What this task involves:
Working through the lines below, return each one that holds "first".

Data shown:

//! Infrastructure layer.
//!
//! Provides technical concerns that support the application without
//! containing business logic: configuration, logging and the composition
//! root that wires adapters into the shared services.
//!
//! # Submodules
//!
//! - [`config`] - Configuration loading and validation
//! - [`services`] - Process-wide composition root

pub mod config;
pub mod services;
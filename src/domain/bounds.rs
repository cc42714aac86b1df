//! Geographic viewport bounds.
//!
//! [`GeoBounds`] is the rectangle currently visible on the map. Two bounds
//! describe "the same region" when every edge differs by less than an
//! epsilon (0.01 degrees by default), which absorbs sub-pixel pan jitter.

use std::fmt;

use serde::{Deserialize, Serialize};

use super::error::DomainError;

/// Edge tolerance under which two bounds count as the same region.
pub const DEFAULT_EPSILON_DEG: f64 = 0.01;

/// Rectangular lat/lng region, in degrees.
///
/// Invariant: `north > south` and `east > west`. Regions crossing the
/// antimeridian are not supported.
#[derive(Debug, Clone, Copy, PartialEq, Serialize, Deserialize)]
pub struct GeoBounds {
    pub north: f64,
    pub south: f64,
    pub east: f64,
    pub west: f64,
}

impl GeoBounds {
    /// Create validated bounds.
    ///
    /// # Errors
    ///
    /// Returns [`DomainError::InvalidBounds`] if an edge is not finite, lies
    /// outside the valid latitude/longitude range, or the edges are inverted.
    pub fn try_new(north: f64, south: f64, east: f64, west: f64) -> Result<Self, DomainError> {
        let bounds = Self {
            north,
            south,
            east,
            west,
        };
        bounds.validate()?;
        Ok(bounds)
    }

    /// Check the invariants of bounds built through the public fields.
    ///
    /// # Errors
    ///
    /// Same conditions as [`GeoBounds::try_new`].
    pub fn validate(&self) -> Result<(), DomainError> {
        let edges = [self.north, self.south, self.east, self.west];
        if edges.iter().any(|edge| !edge.is_finite()) {
            return Err(invalid("edges must be finite numbers"));
        }
        if !(-90.0..=90.0).contains(&self.north) || !(-90.0..=90.0).contains(&self.south) {
            return Err(invalid("latitude must be within [-90, 90]"));
        }
        if !(-180.0..=180.0).contains(&self.east) || !(-180.0..=180.0).contains(&self.west) {
            return Err(invalid("longitude must be within [-180, 180]"));
        }
        if self.north <= self.south {
            return Err(invalid("north must be greater than south"));
        }
        if self.east <= self.west {
            return Err(invalid("east must be greater than west"));
        }
        Ok(())
    }

    /// Center point as `(lat, lng)`.
    #[must_use]
    pub fn center(&self) -> (f64, f64) {
        (
            (self.north + self.south) / 2.0,
            (self.east + self.west) / 2.0,
        )
    }

    /// True when every edge differs from `other` by less than `epsilon`.
    #[must_use]
    pub fn approx_eq(&self, other: &Self, epsilon: f64) -> bool {
        (self.north - other.north).abs() < epsilon
            && (self.south - other.south).abs() < epsilon
            && (self.east - other.east).abs() < epsilon
            && (self.west - other.west).abs() < epsilon
    }

    /// True when `other` lies inside these bounds widened by `epsilon`.
    #[must_use]
    pub fn approx_contains(&self, other: &Self, epsilon: f64) -> bool {
        other.north <= self.north + epsilon
            && other.south >= self.south - epsilon
            && other.east <= self.east + epsilon
            && other.west >= self.west - epsilon
    }

    /// True when the point lies inside the bounds (edges inclusive).
    #[must_use]
    pub fn contains_point(&self, lat: f64, lng: f64) -> bool {
        lat <= self.north && lat >= self.south && lng <= self.east && lng >= self.west
    }

    /// Planar distance between the two centers, in degrees.
    #[must_use]
    pub fn center_distance(&self, other: &Self) -> f64 {
        let (lat_a, lng_a) = self.center();
        let (lat_b, lng_b) = other.center();
        (lat_a - lat_b).hypot(lng_a - lng_b)
    }

    /// Bounds scaled around the same center, clamped to the valid range.
    ///
    /// A `factor` of 1.0 returns the same rectangle.
    #[must_use]
    pub fn expanded(&self, factor: f64) -> Self {
        let (lat, lng) = self.center();
        let half_lat = (self.north - self.south) / 2.0 * factor;
        let half_lng = (self.east - self.west) / 2.0 * factor;
        Self {
            north: (lat + half_lat).min(90.0),
            south: (lat - half_lat).max(-90.0),
            east: (lng + half_lng).min(180.0),
            west: (lng - half_lng).max(-180.0),
        }
    }

    /// Normalized key for caching, deduplication and rate limiting.
    ///
    /// Edges are snapped to a grid of `epsilon` degrees, so jittered bounds
    /// usually share a key.
    #[must_use]
    pub fn region_key(&self, epsilon: f64) -> RegionKey {
        let snap = |edge: f64| (edge / epsilon).round() as i64;
        RegionKey(format!(
            "region:{}:{}:{}:{}",
            snap(self.north),
            snap(self.south),
            snap(self.east),
            snap(self.west)
        ))
    }
}

fn invalid(reason: &str) -> DomainError {
    DomainError::InvalidBounds {
        reason: reason.to_string(),
    }
}

impl fmt::Display for GeoBounds {
    fn fmt(&self, f: &mut fmt::Formatter<'_>) -> fmt::Result {
        write!(
            f,
            "[N {:.4}, S {:.4}, E {:.4}, W {:.4}]",
            self.north, self.south, self.east, self.west
        )
    }
}

/// Region identifier derived from bounds.
#[derive(Debug, Clone, PartialEq, Eq, Hash, Serialize, Deserialize)]
pub struct RegionKey(String);

impl RegionKey {
    /// Get the key as a string slice.
    #[must_use]
    pub fn as_str(&self) -> &str {
        &self.0
    }
}

impl fmt::Display for RegionKey {
    fn fmt(&self, f: &mut fmt::Formatter<'_>) -> fmt::Result {
        write!(f, "{}", self.0)
    }
}
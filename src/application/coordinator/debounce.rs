//! Keyed debouncing with cancellable scheduled tasks.
//!
//! Each call schedules an action after a quiet period. A later call with the
//! same key cancels the earlier one outright: a cancelled action never
//! starts, and a fired action always runs to completion.

use std::collections::HashMap;
use std::future::Future;
use std::sync::atomic::{AtomicU64, Ordering};
use std::sync::Arc;
use std::time::Duration;

use parking_lot::Mutex;
use tokio::task::AbortHandle;
use tracing::trace;

/// Lifecycle of one scheduled action.
#[derive(Debug, Clone, Copy, PartialEq, Eq)]
pub enum DebounceState {
    /// Waiting for the quiet period to elapse.
    Scheduled,
    /// Superseded or cancelled before firing.
    Cancelled,
    /// The action started.
    Fired,
}

/// Handle to one scheduled action.
#[derive(Debug, Clone)]
pub struct DebounceTicket {
    key: String,
    state: Arc<Mutex<DebounceState>>,
}

impl DebounceTicket {
    /// Debounce key this ticket was scheduled under.
    #[must_use]
    pub fn key(&self) -> &str {
        &self.key
    }

    /// Current state of the scheduled action.
    #[must_use]
    pub fn state(&self) -> DebounceState {
        *self.state.lock()
    }
}

struct Slot {
    generation: u64,
    state: Arc<Mutex<DebounceState>>,
    abort: AbortHandle,
}

impl Slot {
    fn cancel(self) {
        let mut state = self.state.lock();
        if *state == DebounceState::Scheduled {
            *state = DebounceState::Cancelled;
            self.abort.abort();
        }
    }
}

/// Coalesces bursts of same-key calls into one delayed action.
#[derive(Default)]
pub struct Debouncer {
    slots: Arc<Mutex<HashMap<String, Slot>>>,
    next_generation: AtomicU64,
}

impl Debouncer {
    #[must_use]
    pub fn new() -> Self {
        Self::default()
    }

    /// Schedule `action` after `delay`, cancelling any pending action for
    /// `key`.
    ///
    /// Must be called from within a Tokio runtime.
    pub fn schedule<F, Fut>(&self, key: &str, delay: Duration, action: F) -> DebounceTicket
    where
        F: FnOnce() -> Fut + Send + 'static,
        Fut: Future<Output = ()> + Send + 'static,
    {
        let generation = self.next_generation.fetch_add(1, Ordering::Relaxed);
        let state = Arc::new(Mutex::new(DebounceState::Scheduled));
        let slots = Arc::clone(&self.slots);
        let task_state = Arc::clone(&state);
        let owned_key = key.to_string();

        let mut guard = self.slots.lock();
        let handle = tokio::spawn(async move {
            tokio::time::sleep(delay).await;
            {
                let mut slots = slots.lock();
                match slots.get(&owned_key) {
                    Some(slot) if slot.generation == generation => {
                        slots.remove(&owned_key);
                    }
                    _ => return,
                }
                let mut state = task_state.lock();
                if *state != DebounceState::Scheduled {
                    return;
                }
                *state = DebounceState::Fired;
            }
            trace!(key = %owned_key, "Debounced action fired");
            action().await;
        });

        let slot = Slot {
            generation,
            state: Arc::clone(&state),
            abort: handle.abort_handle(),
        };
        if let Some(previous) = guard.insert(key.to_string(), slot) {
            trace!(key, "Debounce restarted");
            previous.cancel();
        }

        DebounceTicket {
            key: key.to_string(),
            state,
        }
    }

    /// Cancel the pending action for `key`. Returns false if none was pending.
    pub fn cancel(&self, key: &str) -> bool {
        let slot = self.slots.lock().remove(key);
        slot.map(Slot::cancel).is_some()
    }

    /// Cancel every pending action.
    pub fn cancel_all(&self) {
        let drained: Vec<_> = self.slots.lock().drain().map(|(_, slot)| slot).collect();
        drained.into_iter().for_each(Slot::cancel);
    }

    /// Number of actions still waiting to fire.
    #[must_use]
    pub fn pending(&self) -> usize {
        self.slots.lock().len()
    }
}
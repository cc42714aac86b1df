//! Video endpoint and circuit breaker settings.

use std::collections::BTreeMap;
use std::time::Duration;

use serde::{Deserialize, Serialize};

use crate::application::video::CircuitBreakerConfig;

/// `[video]` section.
#[derive(Debug, Clone, Deserialize, Serialize)]
pub struct VideoAppConfig {
    /// Base URL of the video endpoint. Falls back to `api.base_url`.
    #[serde(default)]
    pub base_url: Option<String>,
    /// Path of a video stream; `{id}` is replaced by the resource id.
    #[serde(default = "default_path_template")]
    pub path_template: String,
    /// Upper bound on one existence probe (milliseconds).
    #[serde(default = "default_probe_timeout_ms")]
    pub probe_timeout_ms: u64,
    /// Seconds a resolved URL stays cached. Failures stay half as long.
    #[serde(default = "default_url_cache_ttl_secs")]
    pub url_cache_ttl_secs: u64,
    /// Extra headers sent with every probe.
    #[serde(default)]
    pub headers: BTreeMap<String, String>,
    /// Bearer token for the video endpoint.
    ///
    /// Loaded from `PROPVIEW_VIDEO_TOKEN`, never from the config file.
    #[serde(skip)]
    pub token: Option<String>,
}

fn default_path_template() -> String {
    "/videos/{id}/stream".into()
}

fn default_probe_timeout_ms() -> u64 {
    3_000
}

fn default_url_cache_ttl_secs() -> u64 {
    300
}

impl Default for VideoAppConfig {
    fn default() -> Self {
        Self {
            base_url: None,
            path_template: default_path_template(),
            probe_timeout_ms: default_probe_timeout_ms(),
            url_cache_ttl_secs: default_url_cache_ttl_secs(),
            headers: BTreeMap::new(),
            token: None,
        }
    }
}

impl VideoAppConfig {
    #[must_use]
    pub fn probe_timeout(&self) -> Duration {
        Duration::from_millis(self.probe_timeout_ms)
    }

    #[must_use]
    pub fn url_cache_ttl(&self) -> Duration {
        Duration::from_secs(self.url_cache_ttl_secs)
    }
}

/// `[circuit_breaker]` section.
#[derive(Debug, Clone, Deserialize, Serialize)]
pub struct CircuitBreakerAppConfig {
    /// Consecutive failures that open the circuit for a video.
    #[serde(default = "default_max_failures")]
    pub max_failures: u32,
    /// Seconds an open circuit blocks probes.
    #[serde(default = "default_cooldown_secs")]
    pub cooldown_secs: u64,
}

fn default_max_failures() -> u32 {
    3
}

fn default_cooldown_secs() -> u64 {
    30
}

impl Default for CircuitBreakerAppConfig {
    fn default() -> Self {
        Self {
            max_failures: default_max_failures(),
            cooldown_secs: default_cooldown_secs(),
        }
    }
}

impl CircuitBreakerAppConfig {
    #[must_use]
    pub fn runtime(&self) -> CircuitBreakerConfig {
        CircuitBreakerConfig {
            max_failures: self.max_failures,
            cooldown: Duration::from_secs(self.cooldown_secs),
        }
    }
}
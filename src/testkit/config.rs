//! Canonical test configurations.
//!
//! Single source of truth for config structs used across tests.
//! Avoids each test module defining its own slightly-different defaults.

use std::time::Duration;

use crate::application::cache::RegionCacheConfig;
use crate::application::video::CircuitBreakerConfig;
use crate::application::viewport::ViewportConfig;
use crate::infrastructure::config::settings::Config;

/// Default configuration with prefetch disabled, so source call counts only
/// reflect viewport loads.
pub fn without_prefetch() -> Config {
    let mut config = Config::default();
    config.viewport.prefetch = false;
    config
}

/// Viewport loader config with prefetch disabled.
pub fn viewport() -> ViewportConfig {
    ViewportConfig {
        prefetch: false,
        ..ViewportConfig::default()
    }
}

/// Region cache holding at most `max_entries` regions.
pub fn region_cache(max_entries: usize) -> RegionCacheConfig {
    RegionCacheConfig {
        max_entries,
        ..RegionCacheConfig::default()
    }
}

/// Breaker that trips on the first failure and cools down in one second.
pub fn hair_trigger_breaker() -> CircuitBreakerConfig {
    CircuitBreakerConfig {
        max_failures: 1,
        cooldown: Duration::from_secs(1),
    }
}
//! Application configuration loading and validation.
//!
//! Provides the main [`Config`] struct that aggregates all settings.
//! Configuration is loaded from a TOML file, every section optional, with
//! environment variable overrides for the backend URL and the video token.
//!
//! # Example
//!
//! ```no_run
//! use propview::infrastructure::config::settings::Config;
//!
//! fn main() -> Result<(), Box<dyn std::error::Error>> {
//!     let config = Config::load("config.toml")?;
//!     config.init_logging();
//!     Ok(())
//! }
//! ```

use std::path::Path;

use serde::{Deserialize, Serialize};
use url::Url;

use super::api::ApiConfig;
use super::logging::LoggingConfig;
use super::video::{CircuitBreakerAppConfig, VideoAppConfig};
use super::viewport::{CoordinatorAppConfig, RegionCacheAppConfig, ViewportAppConfig};
use crate::application::video::VideoResolverConfig;
use crate::error::{ConfigError, Result};

/// Overrides `api.base_url`.
pub const BASE_URL_ENV: &str = "PROPVIEW_BASE_URL";
/// Bearer token attached to video probes.
pub const VIDEO_TOKEN_ENV: &str = "PROPVIEW_VIDEO_TOKEN";

/// Main application configuration.
///
/// Load from a TOML file using [`Config::load`] or parse directly with
/// [`Config::parse_toml`]. An empty document yields the defaults.
#[derive(Debug, Clone, Default, Deserialize, Serialize)]
pub struct Config {
    /// Property backend connection.
    #[serde(default)]
    pub api: ApiConfig,

    /// Viewport change handling and prefetch.
    #[serde(default)]
    pub viewport: ViewportAppConfig,

    /// Region cache freshness and size.
    #[serde(default)]
    pub region_cache: RegionCacheAppConfig,

    /// Per-key request cooldown shared by all network paths.
    #[serde(default)]
    pub coordinator: CoordinatorAppConfig,

    /// Video endpoint.
    #[serde(default)]
    pub video: VideoAppConfig,

    /// Per-video circuit breaker.
    #[serde(default)]
    pub circuit_breaker: CircuitBreakerAppConfig,

    /// Logging and tracing configuration.
    #[serde(default)]
    pub logging: LoggingConfig,
}

impl Config {
    /// Parse configuration from TOML content.
    ///
    /// Applies environment overrides before validating.
    ///
    /// # Errors
    ///
    /// Returns an error if the TOML content is malformed or validation fails.
    pub fn parse_toml(content: &str) -> Result<Self> {
        let mut config: Self = toml::from_str(content).map_err(ConfigError::Parse)?;
        config.apply_overrides(|key| std::env::var(key).ok());
        config.validate()?;
        Ok(config)
    }

    /// Load configuration from a TOML file.
    ///
    /// # Errors
    ///
    /// Returns an error if:
    /// - The file cannot be read
    /// - The TOML content is malformed
    /// - Validation fails
    pub fn load<P: AsRef<Path>>(path: P) -> Result<Self> {
        let content = std::fs::read_to_string(path).map_err(ConfigError::ReadFile)?;
        Self::parse_toml(&content)
    }

    /// Apply environment overrides read through `lookup`.
    pub fn apply_overrides<F>(&mut self, lookup: F)
    where
        F: Fn(&str) -> Option<String>,
    {
        if let Some(base_url) = lookup(BASE_URL_ENV).filter(|v| !v.trim().is_empty()) {
            self.api.base_url = base_url;
        }
        if let Some(token) = lookup(VIDEO_TOKEN_ENV).filter(|v| !v.trim().is_empty()) {
            self.video.token = Some(token);
        }
    }

    /// Validate configuration values.
    ///
    /// # Errors
    ///
    /// Returns [`ConfigError::MissingField`] or [`ConfigError::InvalidValue`]
    /// for the first offending setting.
    pub fn validate(&self) -> Result<()> {
        if self.api.base_url.trim().is_empty() {
            return Err(ConfigError::MissingField { field: "base_url" }.into());
        }
        parse_url("base_url", &self.api.base_url)?;
        if !self.api.viewport_path.starts_with('/') {
            return Err(ConfigError::InvalidValue {
                field: "viewport_path",
                reason: "must start with '/'".to_string(),
            }
            .into());
        }
        if self.api.timeout_ms == 0 || self.api.connect_timeout_ms == 0 {
            return Err(ConfigError::InvalidValue {
                field: "timeout_ms",
                reason: "timeouts must be greater than 0".to_string(),
            }
            .into());
        }
        if self.api.page_size == 0 || self.api.max_pages == 0 {
            return Err(ConfigError::InvalidValue {
                field: "page_size",
                reason: "page_size and max_pages must be greater than 0".to_string(),
            }
            .into());
        }

        let viewport = &self.viewport;
        if !(viewport.epsilon_deg.is_finite() && viewport.epsilon_deg > 0.0) {
            return Err(ConfigError::InvalidValue {
                field: "epsilon_deg",
                reason: "must be greater than 0".to_string(),
            }
            .into());
        }
        if viewport.bounds_debounce_ms == 0 || viewport.zoom_debounce_ms == 0 {
            return Err(ConfigError::InvalidValue {
                field: "debounce_ms",
                reason: "must be greater than 0".to_string(),
            }
            .into());
        }
        if !(viewport.prefetch_factor.is_finite() && viewport.prefetch_factor >= 1.0) {
            return Err(ConfigError::InvalidValue {
                field: "prefetch_factor",
                reason: "must be >= 1.0".to_string(),
            }
            .into());
        }

        let cache = &self.region_cache;
        if cache.ttl_secs == 0 {
            return Err(ConfigError::InvalidValue {
                field: "ttl_secs",
                reason: "must be greater than 0".to_string(),
            }
            .into());
        }
        if cache.max_entries == 0 {
            return Err(ConfigError::InvalidValue {
                field: "max_entries",
                reason: "must be greater than 0".to_string(),
            }
            .into());
        }
        if !(cache.cleanup_distance_deg.is_finite() && cache.cleanup_distance_deg > 0.0) {
            return Err(ConfigError::InvalidValue {
                field: "cleanup_distance_deg",
                reason: "must be greater than 0".to_string(),
            }
            .into());
        }

        if self.coordinator.cooldown_ms == 0 {
            return Err(ConfigError::InvalidValue {
                field: "cooldown_ms",
                reason: "must be greater than 0".to_string(),
            }
            .into());
        }

        if let Some(base_url) = &self.video.base_url {
            parse_url("video.base_url", base_url)?;
        }
        if !self.video.path_template.contains("{id}") {
            return Err(ConfigError::InvalidValue {
                field: "path_template",
                reason: "must contain the {id} placeholder".to_string(),
            }
            .into());
        }
        if self.video.probe_timeout_ms == 0 || self.video.url_cache_ttl_secs == 0 {
            return Err(ConfigError::InvalidValue {
                field: "video",
                reason: "probe_timeout_ms and url_cache_ttl_secs must be greater than 0"
                    .to_string(),
            }
            .into());
        }

        if self.circuit_breaker.max_failures == 0 || self.circuit_breaker.cooldown_secs == 0 {
            return Err(ConfigError::InvalidValue {
                field: "circuit_breaker",
                reason: "max_failures and cooldown_secs must be greater than 0".to_string(),
            }
            .into());
        }

        Ok(())
    }

    /// Base URL of the video endpoint, falling back to the backend URL.
    #[must_use]
    pub fn video_base_url(&self) -> &str {
        self.video.base_url.as_deref().unwrap_or(&self.api.base_url)
    }

    /// Resolver configuration derived from the `[video]` section.
    ///
    /// # Errors
    ///
    /// Returns an error if the video base URL does not parse.
    pub fn video_resolver(&self) -> Result<VideoResolverConfig> {
        Ok(VideoResolverConfig {
            base_url: Url::parse(self.video_base_url())?,
            path_template: self.video.path_template.clone(),
            probe_timeout: self.video.probe_timeout(),
        })
    }

    /// Initialize logging with the configured settings.
    pub fn init_logging(&self) {
        self.logging.init();
    }
}

fn parse_url(field: &'static str, value: &str) -> Result<Url> {
    Url::parse(value).map_err(|err| {
        ConfigError::InvalidValue {
            field,
            reason: err.to_string(),
        }
        .into()
    })
}

#[cfg(test)]
mod tests {
    use super::*;
    use crate::error::Error;

    fn parse(content: &str) -> Result<Config> {
        let mut config: Config = toml::from_str(content).map_err(ConfigError::Parse)?;
        config.apply_overrides(|_| None);
        config.validate()?;
        Ok(config)
    }

    #[test]
    fn empty_document_yields_defaults() {
        let config = parse("").unwrap();
        assert_eq!(config.api.page_size, 100);
        assert_eq!(config.region_cache.max_entries, 10);
        assert_eq!(config.coordinator.cooldown_ms, 2_000);
        assert_eq!(config.circuit_breaker.max_failures, 3);
        assert_eq!(config.video.path_template, "/videos/{id}/stream");
        assert_eq!(config.logging.level, "info");
    }

    #[test]
    fn video_base_url_falls_back_to_api() {
        let config = parse("[api]\nbase_url = \"https://api.example.com\"\n").unwrap();
        assert_eq!(config.video_base_url(), "https://api.example.com");

        let config = parse(
            "[api]\nbase_url = \"https://api.example.com\"\n\
             [video]\nbase_url = \"https://cdn.example.com\"\n",
        )
        .unwrap();
        assert_eq!(config.video_base_url(), "https://cdn.example.com");
    }

    #[test]
    fn overrides_replace_base_url_and_set_token() {
        let mut config = Config::default();
        config.apply_overrides(|key| match key {
            BASE_URL_ENV => Some("https://staging.example.com".into()),
            VIDEO_TOKEN_ENV => Some("secret".into()),
            _ => None,
        });
        assert_eq!(config.api.base_url, "https://staging.example.com");
        assert_eq!(config.video.token.as_deref(), Some("secret"));
    }

    #[test]
    fn blank_override_is_ignored() {
        let mut config = Config::default();
        config.apply_overrides(|_| Some("  ".into()));
        assert_eq!(config.api.base_url, ApiConfig::default().base_url);
        assert!(config.video.token.is_none());
    }

    #[test]
    fn rejects_template_without_placeholder() {
        let err = parse("[video]\npath_template = \"/videos/stream\"\n").unwrap_err();
        assert!(matches!(
            err,
            Error::Config(ConfigError::InvalidValue {
                field: "path_template",
                ..
            })
        ));
    }

    #[test]
    fn rejects_zero_capacity_and_bad_factor() {
        assert!(parse("[region_cache]\nmax_entries = 0\n").is_err());
        assert!(parse("[viewport]\nprefetch_factor = 0.5\n").is_err());
        assert!(parse("[viewport]\nepsilon_deg = 0.0\n").is_err());
        assert!(parse("[coordinator]\ncooldown_ms = 0\n").is_err());
    }

    #[test]
    fn rejects_unparsable_base_url() {
        let err = parse("[api]\nbase_url = \"not a url\"\n").unwrap_err();
        assert!(matches!(
            err,
            Error::Config(ConfigError::InvalidValue {
                field: "base_url",
                ..
            })
        ));
    }

    #[test]
    fn token_is_never_serialized() {
        let mut config = Config::default();
        config.video.token = Some("secret".into());
        let rendered = toml::to_string(&config).unwrap();
        assert!(!rendered.contains("secret"));
    }

    #[test]
    fn resolver_config_uses_video_section() {
        let config = parse("[video]\nprobe_timeout_ms = 1500\n").unwrap();
        let resolver = config.video_resolver().unwrap();
        assert_eq!(resolver.probe_timeout.as_millis(), 1500);
        assert_eq!(resolver.path_template, "/videos/{id}/stream");
    }
}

Task solution:
/// Breaker that trips on the first failure and cools down in one second.
    /// for the first offending setting.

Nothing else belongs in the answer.